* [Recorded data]
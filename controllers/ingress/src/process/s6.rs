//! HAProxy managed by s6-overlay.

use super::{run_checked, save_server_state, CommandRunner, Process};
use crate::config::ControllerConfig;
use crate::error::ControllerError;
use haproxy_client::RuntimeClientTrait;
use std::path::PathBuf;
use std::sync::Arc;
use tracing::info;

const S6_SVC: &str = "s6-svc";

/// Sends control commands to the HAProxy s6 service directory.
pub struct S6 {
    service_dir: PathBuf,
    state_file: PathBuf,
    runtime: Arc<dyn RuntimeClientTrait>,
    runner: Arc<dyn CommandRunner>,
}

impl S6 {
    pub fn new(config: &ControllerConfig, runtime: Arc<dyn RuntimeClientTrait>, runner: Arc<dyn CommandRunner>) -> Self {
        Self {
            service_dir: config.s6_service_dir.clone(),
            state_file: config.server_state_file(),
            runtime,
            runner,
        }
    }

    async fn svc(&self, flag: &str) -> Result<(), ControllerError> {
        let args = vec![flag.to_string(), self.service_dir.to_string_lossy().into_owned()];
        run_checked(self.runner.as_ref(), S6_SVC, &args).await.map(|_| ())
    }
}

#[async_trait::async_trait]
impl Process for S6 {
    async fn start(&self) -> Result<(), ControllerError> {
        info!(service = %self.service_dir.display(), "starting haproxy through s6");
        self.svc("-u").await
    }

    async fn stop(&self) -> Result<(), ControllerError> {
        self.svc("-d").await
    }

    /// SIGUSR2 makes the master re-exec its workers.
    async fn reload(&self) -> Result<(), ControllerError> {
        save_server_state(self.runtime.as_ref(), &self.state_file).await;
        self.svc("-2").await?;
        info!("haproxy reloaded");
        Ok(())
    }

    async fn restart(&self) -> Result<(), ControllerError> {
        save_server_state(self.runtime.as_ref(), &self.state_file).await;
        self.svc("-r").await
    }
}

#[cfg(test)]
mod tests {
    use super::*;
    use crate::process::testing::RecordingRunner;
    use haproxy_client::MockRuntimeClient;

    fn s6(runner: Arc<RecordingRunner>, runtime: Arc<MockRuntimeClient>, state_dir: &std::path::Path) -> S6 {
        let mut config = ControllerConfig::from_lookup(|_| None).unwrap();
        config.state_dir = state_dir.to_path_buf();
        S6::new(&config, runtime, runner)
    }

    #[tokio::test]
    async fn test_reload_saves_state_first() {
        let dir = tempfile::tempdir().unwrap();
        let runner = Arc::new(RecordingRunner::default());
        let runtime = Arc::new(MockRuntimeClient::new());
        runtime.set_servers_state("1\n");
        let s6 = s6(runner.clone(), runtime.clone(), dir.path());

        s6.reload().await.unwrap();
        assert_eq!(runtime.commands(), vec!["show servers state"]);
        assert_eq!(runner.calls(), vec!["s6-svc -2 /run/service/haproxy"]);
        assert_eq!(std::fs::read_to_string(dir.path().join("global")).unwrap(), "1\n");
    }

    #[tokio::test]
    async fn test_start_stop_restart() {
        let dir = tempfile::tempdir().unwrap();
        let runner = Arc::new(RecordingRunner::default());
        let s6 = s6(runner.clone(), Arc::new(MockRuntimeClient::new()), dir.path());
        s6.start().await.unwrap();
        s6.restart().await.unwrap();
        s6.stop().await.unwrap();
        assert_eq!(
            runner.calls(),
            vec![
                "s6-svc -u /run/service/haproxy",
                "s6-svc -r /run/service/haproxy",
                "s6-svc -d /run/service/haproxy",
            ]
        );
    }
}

* [WORK TO COMPLETE] Using the entries above, tally every line that holds the word "RecordingRunner". Answer with that number only.

* [REPLY] 4